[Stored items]
☆ ☆ ☆
use std::sync::Arc;

use async_trait::async_trait;
use log::{debug, warn};
use uuid::Uuid;

use publish_proxy_common::tools::epoch_millis;
use publish_proxy_common::{ReqPkt, ResPkt};

use crate::config::Publish;
use crate::config_provider::ConfigProvider;
use crate::eligibility;
use crate::filter_trait::{Filter, FilterContext, Value, CORRELATION_ID};
use crate::latency::compute_latency;
use crate::prometheus::{METRICS, RECORD_INVOCATION, RECORD_LATENCY};
use crate::publisher::DataPublisher;
use crate::record::{InvocationRecord, LatencyRecord};
use crate::resource::ResourceMatcher;

/// Headers an upstream hop may already carry the message id in, checked in order.
pub const CORRELATION_ID_HEADERS: [&str; 2] = ["x-correlation-id", "activityid"];

const ELECTED_RESOURCE: &str = "publish_elected_resource";
const API_NAME: &str = "publish_api_name";

/// Publishes an invocation record and a latency record for every eligible request.
pub struct PublishingFilter {
    config: Arc<dyn ConfigProvider>,
    publisher: Arc<dyn DataPublisher>,
    resources: Option<ResourceMatcher>,
}

impl PublishingFilter {
    pub fn new(config: Arc<dyn ConfigProvider>, publisher: Arc<dyn DataPublisher>, conf: &Publish) -> anyhow::Result<Self> {
        let resources = if conf.resources.is_empty() {
            None
        } else {
            Some(ResourceMatcher::new(&conf.resources, &conf.split_regex)?)
        };
        Ok(PublishingFilter { config, publisher, resources })
    }

    pub fn resolve_correlation_id(req: &ReqPkt) -> String {
        CORRELATION_ID_HEADERS.iter()
            .filter_map(|name| req.headers.get(name))
            .map(|it| it.trim())
            .find(|it| !it.is_empty())
            .map(|it| it.to_string())
            .unwrap_or_else(|| Uuid::new_v4().to_string())
    }

    pub fn generate_invocation_record(&self, req: &ReqPkt, res: &ResPkt, ctx: &FilterContext,
                                      message_id: &str, completed_at: u64) -> InvocationRecord {
        InvocationRecord {
            message_id: message_id.to_string(),
            http_method: req.method.clone(),
            elected_resource: ctx.get_attr_as_str(ELECTED_RESOURCE).unwrap_or(&req.path).to_string(),
            api_name: ctx.get_attr_as_str(API_NAME).map(|it| it.to_string()),
            status_code: res.status,
            user_agent: req.headers.get("user-agent").map(|it| it.to_string()),
            client_id: req.query_param("client_id").map(|it| it.to_string()),
            request_payload_size: req.body.len() as u64,
            response_payload_size: res.body_len() as u64,
            timestamp: completed_at,
        }
    }

    pub fn generate_latency_record(&self, ctx: &FilterContext, message_id: &str, completed_at: u64) -> LatencyRecord {
        compute_latency(ctx, message_id, completed_at)
    }

    fn publish(&self, invocation: InvocationRecord, latency: LatencyRecord) {
        let message_id = invocation.message_id.clone();
        match self.publisher.publish_invocation_data(invocation) {
            Ok(()) => METRICS.published_records.with_label_values(&[RECORD_INVOCATION]).inc(),
            Err(e) => {
                METRICS.publish_failures.with_label_values(&[RECORD_INVOCATION]).inc();
                warn!("publish invocation data {} error: {:?}", message_id, e);
            }
        }
        match self.publisher.publish_latency_data(latency) {
            Ok(()) => METRICS.published_records.with_label_values(&[RECORD_LATENCY]).inc(),
            Err(e) => {
                METRICS.publish_failures.with_label_values(&[RECORD_LATENCY]).inc();
                warn!("publish latency data {} error: {:?}", message_id, e);
            }
        }
    }
}

#[async_trait]
impl Filter for PublishingFilter {
    async fn on_request(&self, req: &ReqPkt, ctx: &mut FilterContext) -> anyhow::Result<()> {
        ctx.set_attr(CORRELATION_ID, Value::String(Self::resolve_correlation_id(req)));

        match &self.resources {
            None => {
                ctx.set_attr(ELECTED_RESOURCE, Value::String(req.path.clone()));
            }
            Some(resources) => {
                if let Some(resource) = resources.elect(&req.path) {
                    ctx.set_attr(ELECTED_RESOURCE, Value::String(resource.pattern.clone()));
                    if let Some(api_name) = &resource.api_name {
                        ctx.set_attr(API_NAME, Value::String(api_name.clone()));
                    }
                }
            }
        }
        Ok(())
    }

    async fn on_request_done(&self, req: &ReqPkt, res: &ResPkt, _e: Option<&anyhow::Error>, ctx: &mut FilterContext) {
        if ctx.get_attr_as_str(ELECTED_RESOURCE).is_none() {
            METRICS.skipped_requests.with_label_values(&["unmapped_resource"]).inc();
            return;
        }

        let eligibility = eligibility::evaluate(self.config.as_ref(), &req.headers);
        if !eligibility.is_publish() {
            debug!("skip publishing {} {}: {}", req.method, req.path, eligibility.as_str());
            METRICS.skipped_requests.with_label_values(&[eligibility.as_str()]).inc();
            return;
        }

        let message_id = match ctx.get_attr_as_str(CORRELATION_ID) {
            Some(id) => id.to_string(),
            None => Self::resolve_correlation_id(req),
        };
        let completed_at = epoch_millis();
        let invocation = self.generate_invocation_record(req, res, ctx, &message_id, completed_at);
        let latency = self.generate_latency_record(ctx, &message_id, completed_at);
        self.publish(invocation, latency);
    }
}
use async_trait::async_trait;
use log::{info, warn};

use publish_proxy::filter_trait::{Filter, FilterContext, CORRELATION_ID, REQUEST_IN_TIME, RESPONSE_OUT_TIME};
use publish_proxy_common::{ReqPkt, ResPkt};

pub struct LogFilter {}

impl LogFilter {
    pub fn new() -> Self {
        LogFilter {}
    }
}

#[async_trait]
impl Filter for LogFilter {
    async fn on_request_done(&self, req: &ReqPkt, res: &ResPkt, e: Option<&anyhow::Error>, ctx: &mut FilterContext) {
        let start = ctx.get_attr_as_u64(REQUEST_IN_TIME).unwrap_or(0);
        let end = ctx.get_attr_as_u64(RESPONSE_OUT_TIME).unwrap_or(start);
        let elapsed = end.saturating_sub(start);
        let correlation_id = ctx.get_attr_as_str(CORRELATION_ID).unwrap_or("-");

        match e {
            None => info!("[{}] {} {} {} elapsed:{}ms, req_size:{}, res_size:{}",
                correlation_id, req.method, req.path, res.status, elapsed, req.bytes_total, res.raw_bytes.len()),
            Some(e) => warn!("[{}] {} {} {} elapsed:{}ms, req_size:{}, error:{:?}",
                correlation_id, req.method, req.path, res.status, elapsed, req.bytes_total, e),
        }
    }
}
use std::sync::Arc;

use anyhow::{anyhow, bail};
use async_trait::async_trait;
use log::{debug, error, info, warn};
use tokio::io::AsyncWriteExt;
use tokio::net::TcpStream;
use tokio::sync::mpsc;
use tokio::sync::mpsc::error::TrySendError;

use crate::config::{Publish, PublisherKind};
use crate::record::{InvocationRecord, LatencyRecord, PublishRecord};

/// Destination of published telemetry.
///
/// Both calls must return without waiting on the destination; what happens to a record
/// afterwards is up to the implementation.
pub trait DataPublisher: Send + Sync {
    fn publish_invocation_data(&self, record: InvocationRecord) -> anyhow::Result<()>;
    fn publish_latency_data(&self, record: LatencyRecord) -> anyhow::Result<()>;
}

/// Writes every record as one JSON line through the `data_publishing` log target.
pub struct LogPublisher;

impl LogPublisher {
    fn log(&self, record: &PublishRecord) -> anyhow::Result<()> {
        let line = serde_json::to_string(record)?;
        info!(target: "data_publishing", "{}", line);
        Ok(())
    }
}

impl DataPublisher for LogPublisher {
    fn publish_invocation_data(&self, record: InvocationRecord) -> anyhow::Result<()> {
        self.log(&PublishRecord::Invocation(record))
    }

    fn publish_latency_data(&self, record: LatencyRecord) -> anyhow::Result<()> {
        self.log(&PublishRecord::Latency(record))
    }
}

#[async_trait]
pub trait RecordSink: Send {
    async fn send(&mut self, record: &PublishRecord) -> anyhow::Result<()>;
}

/// Hands records to a background task draining one bounded queue into a [RecordSink].
///
/// A single queue keeps the records of one request in publish order. When the queue is
/// full the record is dropped, the caller never waits.
pub struct ChannelPublisher {
    tx: mpsc::Sender<PublishRecord>,
}

impl ChannelPublisher {
    pub fn spawn<S>(mut sink: S, queue_size: usize) -> Self
        where S: RecordSink + 'static {
        let (tx, mut rx) = mpsc::channel::<PublishRecord>(queue_size.max(1));
        tokio::spawn(async move {
            while let Some(record) = rx.recv().await {
                if let Err(e) = sink.send(&record).await {
                    error!("send {} record {} error: {:?}", record.kind(), record.correlation_id(), e);
                }
            }
            debug!("publish queue closed");
        });
        ChannelPublisher { tx }
    }

    fn enqueue(&self, record: PublishRecord) -> anyhow::Result<()> {
        match self.tx.try_send(record) {
            Ok(()) => Ok(()),
            Err(TrySendError::Full(record)) => {
                bail!("publish queue is full, {} record {} dropped", record.kind(), record.correlation_id())
            }
            Err(TrySendError::Closed(_)) => bail!("publish queue is closed"),
        }
    }
}

impl DataPublisher for ChannelPublisher {
    fn publish_invocation_data(&self, record: InvocationRecord) -> anyhow::Result<()> {
        self.enqueue(PublishRecord::Invocation(record))
    }

    fn publish_latency_data(&self, record: LatencyRecord) -> anyhow::Result<()> {
        self.enqueue(PublishRecord::Latency(record))
    }
}

/// Streams records as JSON lines to a collector over TCP.
///
/// The connection is opened on the first record and dropped on a write error; the next
/// record reconnects. A failed record is not sent again.
pub struct TcpRecordSink {
    address: String,
    conn: Option<TcpStream>,
}

impl TcpRecordSink {
    pub fn new(address: &str) -> Self {
        TcpRecordSink { address: address.to_string(), conn: None }
    }
}

#[async_trait]
impl RecordSink for TcpRecordSink {
    async fn send(&mut self, record: &PublishRecord) -> anyhow::Result<()> {
        let mut line = serde_json::to_vec(record)?;
        line.push(b'\n');

        if self.conn.is_none() {
            let stream = TcpStream::connect(&self.address).await
                .map_err(|e| anyhow!("connect to collector {} error: {:?}", self.address, e))?;
            info!("connected to collector {}", self.address);
            self.conn = Some(stream);
        }
        if let Some(conn) = self.conn.as_mut() {
            if let Err(e) = conn.write_all(&line).await {
                self.conn = None;
                bail!("write to collector {} error: {:?}", self.address, e);
            }
        }
        Ok(())
    }
}

pub fn create_publisher(conf: &Publish) -> anyhow::Result<Arc<dyn DataPublisher>> {
    match conf.publisher {
        PublisherKind::Log => {
            info!("create log publisher");
            Ok(Arc::new(LogPublisher))
        }
        PublisherKind::Tcp => {
            let address = match &conf.collector_address {
                Some(address) => address,
                None => bail!("collector_address is required for the tcp publisher"),
            };
            if conf.queue_size == 0 {
                warn!("queue_size 0 is raised to 1");
            }
            info!("create tcp publisher to {}, queue_size: {}", address, conf.queue_size);
            Ok(Arc::new(ChannelPublisher::spawn(TcpRecordSink::new(address), conf.queue_size)))
        }
    }
}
☆ ☆ ☆
■ **Problem to work on**: Your reply should be only the number of lines in the records above that include "DataPublisher".

■ **Answer to this exercise**: 7